Exercise aim –
Nothing should appear in the answer except the lines from the one containing "mod handle;" through the end of the listing, repeated exactly.

++++ Data shown ++++

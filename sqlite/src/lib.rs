//! SQLite schema initializer for the city database.
//!
//! This crate creates a new SQLite file holding three empty tables:
//!
//! | Table | Primary key | Secondary indexes |
//! |---|---|---|
//! | `countries` | `id` | `iso` |
//! | `cities` | `id` | `country`, `population` |
//! | `cities_labels` | `(city, lang)` | `label` |
//!
//! It never writes rows, never alters an existing database and never
//! overwrites an existing path.
//!
//! # Architecture
//!
//! - **`schema`** — DDL generation from [`citydb_core`] table layouts
//! - **`initializer`** — guarded, all-or-nothing database creation
//! - **`handle`** — the caller-owned [`DatabaseHandle`]
//!
//! # Quick start
//!
//! ```no_run
//! use citydb_sqlite::create_database;
//!
//! let handle = create_database("cities.db").unwrap();
//! handle
//!     .connection()
//!     .execute("INSERT INTO countries (id, iso) VALUES ('Q142', 'fr')", [])
//!     .unwrap();
//!
//! let status = handle.status().unwrap();
//! println!("Countries: {}", status.country_count);
//! handle.close().unwrap();
//! ```

mod error;
mod handle;
mod initializer;
mod schema;

pub use error::{Result, SqliteError};
pub use handle::{DatabaseHandle, SchemaStatus};
pub use initializer::{create_database, create_database_with};
pub use schema::{generate_schema_sql, schema_statements};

++++

Response area –
mod handle;
mod initializer;
mod schema;

pub use error::{Result, SqliteError};
pub use handle::{DatabaseHandle, SchemaStatus};
pub use initializer::{create_database, create_database_with};
pub use schema::{generate_schema_sql, schema_statements};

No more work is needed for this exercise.